*YOUR GOAL*: Among the lines of the records, please find those that contain the word "false" and copy them.

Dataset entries
//! Short-range discovery of nearby rooms.
//!
//! Devices publish a small opaque message (a [`RoomAnnouncement`]) and
//! subscribe for messages from other devices. Both operations return a
//! [`DiscoveryHandle`]; dropping the handle withdraws the publication or
//! ends the subscription.
//!
//! [`RoomAnnouncement`]: crate::record::RoomAnnouncement

use crate::error::SyncResult;
use std::collections::BTreeMap;
use std::fmt;
use std::sync::{Arc, Mutex, MutexGuard, PoisonError};
use tokio::sync::mpsc;
use tracing::debug;

/// A message appearing or disappearing nearby.
#[derive(Debug, Clone, PartialEq, Eq)]
pub enum DiscoveryEvent {
    Found(Vec<u8>),
    Lost(Vec<u8>),
}

/// Where discovery events are delivered.
pub type DiscoverySink = mpsc::UnboundedSender<DiscoveryEvent>;

/// A nearby-message transport.
pub trait DiscoveryTransport: Send + Sync {
    /// Starts publishing `message` until the handle is dropped.
    fn publish(&self, message: Vec<u8>) -> SyncResult<DiscoveryHandle>;

    /// Delivers messages published by other devices until the handle is dropped.
    fn subscribe(&self, sink: DiscoverySink) -> SyncResult<DiscoveryHandle>;
}

/// Cancels a publication or subscription when dropped.
pub struct DiscoveryHandle {
    cancel: Option<Box<dyn FnOnce() + Send>>,
}

impl DiscoveryHandle {
    pub fn new(cancel: impl FnOnce() + Send + 'static) -> Self {
        Self {
            cancel: Some(Box::new(cancel)),
        }
    }

    /// Cancels now instead of on drop.
    pub fn cancel(mut self) {
        if let Some(cancel) = self.cancel.take() {
            cancel();
        }
    }
}

impl Drop for DiscoveryHandle {
    fn drop(&mut self) {
        if let Some(cancel) = self.cancel.take() {
            cancel();
        }
    }
}

impl fmt::Debug for DiscoveryHandle {
    fn fmt(&self, f: &mut fmt::Formatter<'_>) -> fmt::Result {
        f.debug_struct("DiscoveryHandle")
            .field("active", &self.cancel.is_some())
            .finish()
    }
}

#[derive(Default)]
struct Hub {
    next_id: u64,
    publications: BTreeMap<u64, (u64, Vec<u8>)>,
    subscribers: BTreeMap<u64, (u64, DiscoverySink)>,
}

/// In-process discovery medium. Each device gets its own endpoint; an
/// endpoint never hears its own publications.
#[derive(Clone, Default)]
pub struct MemoryDiscovery {
    hub: Arc<Mutex<Hub>>,
}

impl MemoryDiscovery {
    pub fn new() -> Self {
        Self::default()
    }

    pub fn endpoint(&self) -> MemoryDiscoveryEndpoint {
        let device = {
            let mut hub = lock(&self.hub);
            hub.next_id += 1;
            hub.next_id
        };
        MemoryDiscoveryEndpoint {
            hub: Arc::clone(&self.hub),
            device,
        }
    }

    pub fn publication_count(&self) -> usize {
        lock(&self.hub).publications.len()
    }

    pub fn subscriber_count(&self) -> usize {
        lock(&self.hub).subscribers.len()
    }
}

/// One device's attachment to a [`MemoryDiscovery`].
#[derive(Clone)]
pub struct MemoryDiscoveryEndpoint {
    hub: Arc<Mutex<Hub>>,
    device: u64,
}

impl DiscoveryTransport for MemoryDiscoveryEndpoint {
    fn publish(&self, message: Vec<u8>) -> SyncResult<DiscoveryHandle> {
        let id = {
            let mut hub = lock(&self.hub);
            hub.next_id += 1;
            let id = hub.next_id;
            for (device, sink) in hub.subscribers.values() {
                if *device != self.device {
                    let _ = sink.send(DiscoveryEvent::Found(message.clone()));
                }
            }
            hub.publications.insert(id, (self.device, message));
            id
        };
        debug!(device = self.device, publication = id, "discovery message published");

        let hub = Arc::clone(&self.hub);
        let publisher = self.device;
        Ok(DiscoveryHandle::new(move || {
            let mut hub = lock(&hub);
            if let Some((_, message)) = hub.publications.remove(&id) {
                for (device, sink) in hub.subscribers.values() {
                    if *device != publisher {
                        let _ = sink.send(DiscoveryEvent::Lost(message.clone()));
                    }
                }
            }
        }))
    }

    fn subscribe(&self, sink: DiscoverySink) -> SyncResult<DiscoveryHandle> {
        let id = {
            let mut hub = lock(&self.hub);
            hub.next_id += 1;
            let id = hub.next_id;
            for (device, message) in hub.publications.values() {
                if *device != self.device {
                    let _ = sink.send(DiscoveryEvent::Found(message.clone()));
                }
            }
            hub.subscribers.insert(id, (self.device, sink));
            id
        };

        let hub = Arc::clone(&self.hub);
        Ok(DiscoveryHandle::new(move || {
            lock(&hub).subscribers.remove(&id);
        }))
    }
}

fn lock(hub: &Mutex<Hub>) -> MutexGuard<'_, Hub> {
    hub.lock().unwrap_or_else(PoisonError::into_inner)
}
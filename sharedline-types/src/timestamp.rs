//! Wall-clock timestamps as stored in room and participant records.

use serde::{Deserialize, Serialize};
use std::time::{SystemTime, UNIX_EPOCH};

/// Milliseconds since the Unix epoch.
#[derive(Debug, Clone, Copy, PartialEq, Eq, PartialOrd, Ord, Hash, Serialize, Deserialize)]
#[serde(transparent)]
pub struct Timestamp(i64);

impl Timestamp {
    /// Current wall-clock time. Clocks set before the epoch read as zero.
    #[must_use]
    pub fn now() -> Self {
        let millis = SystemTime::now()
            .duration_since(UNIX_EPOCH)
            .map(|d| d.as_millis() as i64)
            .unwrap_or_default();
        Self(millis)
    }

    #[must_use]
    pub const fn from_millis(millis: i64) -> Self {
        Self(millis)
    }

    #[must_use]
    pub const fn as_millis(&self) -> i64 {
        self.0
    }

    /// Parses the decimal millisecond form used in discovery messages.
    pub fn parse(s: &str) -> crate::Result<Self> {
        s.trim()
            .parse::<i64>()
            .map(Self)
            .map_err(|e| crate::Error::InvalidTimestamp(format!("{s:?}: {e}")))
    }
}

impl std::fmt::Display for Timestamp {
    fn fmt(&self, f: &mut std::fmt::Formatter<'_>) -> std::fmt::Result {
        write!(f, "{}", self.0)
    }
}
//! Room record schema and store paths.
//!
//! ```text
//! <rooms_root>/<room code>/
//!     display_name          "Shared Line"
//!     updated_at_timestamp  1700000000000
//!     participants/<id>     { readyToSetAnchor, anchorResolved, pairing, lastSeenTimestamp }
//!     anchor                { anchorId } | { anchorResolutionError: true }
//!     lines/<stroke key>    { creator, lineWidth, points }
//! ```

use crate::error::SyncResult;
use serde::{Deserialize, Serialize};
use serde_json::{Map, Value};
use sharedline_types::{ParticipantId, RoomCode, StrokeKey, Timestamp};

pub const PARTICIPANTS_KEY: &str = "participants";
pub const ANCHOR_KEY: &str = "anchor";
pub const LINES_KEY: &str = "lines";
pub const DISPLAY_NAME_KEY: &str = "display_name";
pub const UPDATED_AT_KEY: &str = "updated_at_timestamp";
pub const ANCHOR_ID_KEY: &str = "anchorId";
pub const ANCHOR_ERROR_KEY: &str = "anchorResolutionError";

/// Presence entry for one device in a room.
#[derive(Debug, Clone, Default, PartialEq, Eq, Serialize, Deserialize)]
#[serde(rename_all = "camelCase", default)]
pub struct ParticipantRecord {
    pub ready_to_set_anchor: bool,
    pub anchor_resolved: bool,
    pub pairing: bool,
    pub last_seen_timestamp: i64,
}

impl ParticipantRecord {
    pub fn from_value(value: &Value) -> SyncResult<Self> {
        Ok(Self::deserialize(value)?)
    }

    pub fn to_value(&self) -> SyncResult<Value> {
        Ok(serde_json::to_value(self)?)
    }
}

/// The room's anchor child: a hosted anchor id or an error flag, never both.
#[derive(Debug, Clone, PartialEq, Eq)]
pub enum AnchorRecord {
    Hosted(String),
    ResolutionError,
}

impl AnchorRecord {
    /// Decodes the anchor child. A set error flag wins over an id; a record
    /// with neither yields `None`.
    pub fn from_value(value: &Value) -> Option<Self> {
        if value.get(ANCHOR_ERROR_KEY).and_then(Value::as_bool) == Some(true) {
            return Some(Self::ResolutionError);
        }
        value
            .get(ANCHOR_ID_KEY)
            .and_then(Value::as_str)
            .map(|id| Self::Hosted(id.to_string()))
    }

    pub fn to_value(&self) -> Value {
        let mut record = Map::new();
        match self {
            Self::Hosted(id) => record.insert(ANCHOR_ID_KEY.into(), Value::from(id.as_str())),
            Self::ResolutionError => record.insert(ANCHOR_ERROR_KEY.into(), Value::Bool(true)),
        };
        Value::Object(record)
    }
}

/// Short message published over discovery so nearby devices can find a room.
#[derive(Debug, Clone, PartialEq, Eq)]
pub struct RoomAnnouncement {
    pub code: RoomCode,
    pub timestamp: Timestamp,
}

impl RoomAnnouncement {
    pub fn new(code: RoomCode, timestamp: Timestamp) -> Self {
        Self { code, timestamp }
    }

    /// Encodes as UTF-8 `"<code>,<timestamp millis>"`.
    pub fn encode(&self) -> Vec<u8> {
        format!("{},{}", self.code, self.timestamp.as_millis()).into_bytes()
    }

    /// Returns `None` for anything that is not a well-formed announcement.
    pub fn decode(bytes: &[u8]) -> Option<Self> {
        let text = std::str::from_utf8(bytes).ok()?;
        let (code, timestamp) = text.split_once(',')?;
        Some(Self {
            code: RoomCode::parse(code).ok()?,
            timestamp: Timestamp::parse(timestamp).ok()?,
        })
    }
}

/// Builds store paths under a rooms root.
#[derive(Debug, Clone, PartialEq, Eq)]
pub struct RoomPaths {
    root: String,
}

impl RoomPaths {
    pub fn new(root: impl Into<String>) -> Self {
        Self { root: root.into() }
    }

    pub fn room(&self, code: &RoomCode) -> String {
        format!("{}/{}", self.root, code)
    }

    pub fn participants(&self, code: &RoomCode) -> String {
        format!("{}/{}", self.room(code), PARTICIPANTS_KEY)
    }

    pub fn participant(&self, code: &RoomCode, id: &ParticipantId) -> String {
        format!("{}/{}", self.participants(code), id)
    }

    pub fn anchor(&self, code: &RoomCode) -> String {
        format!("{}/{}", self.room(code), ANCHOR_KEY)
    }

    pub fn lines(&self, code: &RoomCode) -> String {
        format!("{}/{}", self.room(code), LINES_KEY)
    }

    pub fn stroke(&self, code: &RoomCode, key: &StrokeKey) -> String {
        format!("{}/{}", self.lines(code), key)
    }
}

#[cfg(test)]
mod tests {
    use super::*;
    use serde_json::json;

    #[test]
    fn participant_record_uses_camel_case() {
        let record = ParticipantRecord {
            ready_to_set_anchor: true,
            pairing: true,
            ..Default::default()
        };
        let value = record.to_value().unwrap();
        assert_eq!(value["readyToSetAnchor"], json!(true));
        assert_eq!(value["anchorResolved"], json!(false));
        assert_eq!(value["lastSeenTimestamp"], json!(0));
    }

    #[test]
    fn anchor_error_flag_wins() {
        let value = json!({"anchorId": "a", "anchorResolutionError": true});
        assert_eq!(AnchorRecord::from_value(&value), Some(AnchorRecord::ResolutionError));
    }

    #[test]
    fn cleared_error_flag_keeps_id() {
        let value = json!({"anchorId": "a", "anchorResolutionError": false});
        assert_eq!(
            AnchorRecord::from_value(&value),
            Some(AnchorRecord::Hosted("a".into()))
        );
    }
}
//! Stroke geometry for Shared Line.
//!
//! Raw touch samples are turned into the compact polyline that is actually
//! sent to the partner device:
//!
//! 1. **Filter**: a per-axis second-order low-pass (biquad) removes jitter
//! 2. **Accept**: samples closer than `line_width / 10` to the last accepted
//!    point are dropped
//! 3. **Simplify**: nearly straight interior points are removed
//! 4. **Subdivide**: sharp turns get midpoints inserted, bounded to a fixed
//!    recursion depth
//!
//! The result is sparse on straight runs and dense on curves. Remote strokes
//! skip all of this and take the received polyline verbatim.
//!
//! # Example
//!
//! ```
//! use sharedline_stroke::Stroke;
//! use sharedline_types::Point3;
//!
//! let mut stroke = Stroke::new(0.011);
//! let sample = stroke.add_point(Point3::new(0.0, 0.0, 0.0));
//! assert!(sample.accepted);
//! assert_eq!(stroke.len(), 1);
//! ```

mod biquad;
mod error;
pub mod record;
pub mod smoother;
mod stroke;

pub use biquad::{BiquadFilter, Vec3Filter};
pub use error::{StrokeError, StrokeResult};
pub use record::{StrokeRecord, diff_points};
pub use smoother::{PointSmoother, SmoothedPoint, subdivide_section};
pub use stroke::{DEFAULT_LINE_WIDTH, Stroke};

*ANSWER BOX*:
        assert_eq!(value["anchorResolved"], json!(false));
        let value = json!({"anchorId": "a", "anchorResolutionError": false});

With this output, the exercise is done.